DHCR Can Accept Late Income Certification from Tenant
LVT Number: 13806
Facts: In 1995, landlord applied for high-rent/high-income deregulation of tenant's apartment. Tenant filed a response on time to the notice of landlord's application, stating that her household income was below the deregulation threshold. While landlord's 1995 application was still pending, landlord filed another annual deregulation application in 1996. Tenant was away on vacation and didn't file a response until late October 1996, 71 days after the DHCR sent the notice of landlord's application.
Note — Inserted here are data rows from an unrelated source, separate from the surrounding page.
//! Conversions between `ActivityPub` wire JSON and the database's actor /
//! note shapes.

use chrono::{DateTime, Utc};
use outpost_common::{AppError, AppResult};
use outpost_db::entities::{note::Visibility, person::ActorKind};

use crate::wire::{
    ActorJson, Endpoints, NoteJson, PollOptionJson, PollOptionRepliesJson, PublicKeyJson, TagJson,
    UrlConfig, as_context, AS_PUBLIC,
};

/// A local actor's fields, enough to build its `ActorJson` document.
pub struct LocalActor<'a> {
    pub username: &'a str,
    pub kind: &'a ActorKind,
    pub bio: Option<&'a str>,
    pub moved_to: Option<&'a str>,
    pub also_known_as: &'a [String],
    pub public_key_pem: &'a str,
}

/// Builds the outgoing actor document for a locally-hosted actor.
#[must_use]
pub fn local_actor_to_json(actor: &LocalActor<'_>, urls: &UrlConfig) -> ActorJson {
    let kind = match actor.kind {
        ActorKind::Person => "Person",
        ActorKind::Group => "Group",
        ActorKind::Application => "Application",
    };
    ActorJson {
        context: as_context(),
        id: urls.user_url(actor.username),
        kind: kind.to_string(),
        preferred_username: actor.username.to_string(),
        inbox: urls.inbox_url(actor.username),
        outbox: urls.outbox_url(actor.username),
        followers: urls.followers_url(actor.username),
        following: urls.following_url(actor.username),
        summary: actor.bio.map(str::to_string),
        moved_to: actor.moved_to.map(str::to_string),
        also_known_as: actor.also_known_as.to_vec(),
        endpoints: Endpoints {
            shared_inbox: urls.shared_inbox_url(),
        },
        public_key: PublicKeyJson {
            id: urls.public_key_url(actor.username),
            owner: urls.user_url(actor.username),
            public_key_pem: actor.public_key_pem.to_string(),
        },
    }
}

/// Actor fields parsed from a fetched remote actor document.
pub struct ParsedActor {
    pub id: String,
    pub kind: ActorKind,
    pub preferred_username: String,
    pub host: String,
    pub inbox: String,
    pub shared_inbox: Option<String>,
    pub followers: String,
    pub bio: Option<String>,
    pub public_key_pem: Option<String>,
    pub moved_to: Option<String>,
    pub also_known_as: Vec<String>,
}

/// Parses a remote actor document, deriving `host` from its `id` URL.
pub fn parse_actor_json(json: &serde_json::Value) -> AppResult<ParsedActor> {
    let actor: ActorJson = serde_json::from_value(json.clone())
        .map_err(|e| AppError::Federation(format!("invalid actor document: {e}")))?;

    let url = url::Url::parse(&actor.id)
        .map_err(|e| AppError::Federation(format!("invalid actor id: {e}")))?;
    let host = url
        .host_str()
        .ok_or_else(|| AppError::Federation("actor id has no host".to_string()))?
        .to_string();

    let kind = match actor.kind.as_str() {
        "Group" => ActorKind::Group,
        "Application" | "Service" => ActorKind::Application,
        _ => ActorKind::Person,
    };

    Ok(ParsedActor {
        id: actor.id,
        kind,
        preferred_username: actor.preferred_username,
        host,
        inbox: actor.inbox,
        shared_inbox: Some(actor.endpoints.shared_inbox),
        followers: actor.followers,
        bio: actor.summary,
        public_key_pem: Some(actor.public_key.public_key_pem),
        moved_to: actor.moved_to,
        also_known_as: actor.also_known_as,
    })
}

/// Local note fields, enough to build its outgoing `Note`/`Question`
/// object (the `Create`/`Update` wrapper is built by the caller, which
/// knows the activity id and audience already).
pub struct LocalNote<'a> {
    pub id: &'a str,
    pub actor_id: &'a str,
    pub text: Option<&'a str>,
    pub cw: Option<&'a str>,
    pub in_reply_to: Option<&'a str>,
    pub to: Vec<String>,
    pub cc: Vec<String>,
    pub mentions: &'a [String],
    pub tags: &'a [String],
    pub created_at: DateTime<Utc>,
    pub edited_at: Option<DateTime<Utc>>,
    pub poll: Option<LocalPoll<'a>>,
}

pub struct LocalPoll<'a> {
    pub options: &'a [String],
    pub tallies: &'a [i64],
    pub multiple: bool,
    pub end_time: Option<DateTime<Utc>>,
    pub closed: bool,
}

#[must_use]
pub fn local_note_to_json(note: &LocalNote<'_>) -> NoteJson {
    let mut tag = Vec::new();
    for mention in note.mentions {
        tag.push(TagJson::Mention {
            href: mention.clone(),
            name: String::new(),
        });
    }
    for hashtag in note.tags {
        tag.push(TagJson::Hashtag {
            name: format!("#{hashtag}"),
        });
    }

    let (one_of, any_of) = note.poll.as_ref().map_or((None, None), |poll| {
        let options: Vec<PollOptionJson> = poll
            .options
            .iter()
            .zip(poll.tallies.iter())
            .map(|(name, count)| PollOptionJson {
                name: name.clone(),
                replies: PollOptionRepliesJson {
                    kind: "Collection".to_string(),
                    total_items: *count,
                },
            })
            .collect();
        if poll.multiple {
            (None, Some(options))
        } else {
            (Some(options), None)
        }
    });

    NoteJson {
        id: note.id.to_string(),
        kind: if note.poll.is_some() { "Question".to_string() } else { "Note".to_string() },
        attributed_to: note.actor_id.to_string(),
        content: note.text.map(str::to_string),
        summary: note.cw.map(str::to_string),
        in_reply_to: note.in_reply_to.map(str::to_string),
        to: note.to.clone(),
        cc: note.cc.clone(),
        tag,
        published: note.created_at,
        updated: note.edited_at,
        one_of,
        any_of,
        voters_count: note.poll.as_ref().map(|p| p.tallies.iter().sum::<i64>() as i32),
        end_time: note.poll.as_ref().and_then(|p| p.end_time),
        closed: note.poll.as_ref().filter(|p| p.closed).map(|_| serde_json::json!(Utc::now())),
    }
}

/// Note fields parsed from a remote `Create`/`Update` object.
pub struct ParsedNote {
    pub id: String,
    pub actor_id: String,
    pub text: Option<String>,
    pub cw: Option<String>,
    pub in_reply_to: Option<String>,
    pub visibility: Visibility,
    pub mentions: Vec<String>,
    pub tags: Vec<String>,
    pub created_at: DateTime<Utc>,
    pub poll: Option<ParsedPoll>,
}

pub struct ParsedPoll {
    pub options: Vec<String>,
    pub tallies: Vec<i64>,
    pub multiple: bool,
    pub end_time: Option<DateTime<Utc>>,
    pub closed: bool,
}

/// Resolves visibility from `to`/`cc` per spec.md §4.2: public if the
/// public sentinel is addressed directly, home/unlisted if it only
/// appears in `cc`, followers-only if the author's followers collection
/// is addressed without the public sentinel, else a direct/specified
/// message.
fn resolve_visibility(to: &[String], cc: &[String], followers_url: &str) -> Visibility {
    if to.iter().any(|t| t == AS_PUBLIC) {
        Visibility::Public
    } else if cc.iter().any(|t| t == AS_PUBLIC) {
        Visibility::Home
    } else if to.iter().chain(cc.iter()).any(|t| t == followers_url) {
        Visibility::Followers
    } else {
        Visibility::Specified
    }
}

/// Parses a remote `Note`/`Question` object, given the author's followers
/// collection URL (needed to resolve visibility).
pub fn parse_note_json(json: &serde_json::Value, followers_url: &str) -> AppResult<ParsedNote> {
    let note: NoteJson = serde_json::from_value(json.clone())
        .map_err(|e| AppError::Federation(format!("invalid note object: {e}")))?;

    let visibility = resolve_visibility(&note.to, &note.cc, followers_url);

    let mut mentions = Vec::new();
    let mut tags = Vec::new();
    for t in &note.tag {
        match t {
            TagJson::Mention { href, .. } => mentions.push(href.clone()),
            TagJson::Hashtag { name } => tags.push(name.trim_start_matches('#').to_lowercase()),
        }
    }

    let is_poll = note.one_of.is_some() || note.any_of.is_some();
    let multiple = note.any_of.is_some();
    let end_time = note.end_time;
    let closed = note.closed.is_some();
    let poll = if is_poll {
        let opts = note.one_of.or(note.any_of).unwrap_or_default();
        let tallies = opts.iter().map(|o| o.replies.total_items).collect();
        Some(ParsedPoll {
            options: opts.into_iter().map(|o| o.name).collect(),
            tallies,
            multiple,
            end_time,
            closed,
        })
    } else {
        None
    };

    Ok(ParsedNote {
        id: note.id,
        actor_id: note.attributed_to,
        text: note.content,
        cw: note.summary,
        in_reply_to: note.in_reply_to,
        visibility,
        mentions,
        tags,
        created_at: note.published,
        poll,
    })
}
In November 1996, the DHCR denied landlord's 1995 application. But the DHCR granted landlord's 1996 application based on tenant's failure to respond within 60 days. Tenant appealed and lost. The court found that the DHCR's strict application of the rent stabilization law's 60-day deadline was reasonable. Tenant appealed again, and the appeals court ruled for tenant. DHCR and landlord then appealed to New York's highest court. Court: The DHCR and landlord lose. The DHCR has the authority to accept late responses from rent-stabilized tenants certifying that their household income is below the statutory threshold for high-rent/high-income deregulation. The case was sent back to the DHCR for consideration of the reasons why tenant's response was filed late. The court said that late responses could be accepted if there was good cause. The court also considered two related cases. In Sudarsky v. DHCR, tenant claimed that he mistakenly sent his response to landlord instead of to the DHCR. The court sent the case back to the DHCR to consider whether there was good cause for tenant's late response. In Seymour v. DHCR, tenant waited five months to answer the notice of landlord's application. The court found that the DHCR reasonably ruled against tenant in that case.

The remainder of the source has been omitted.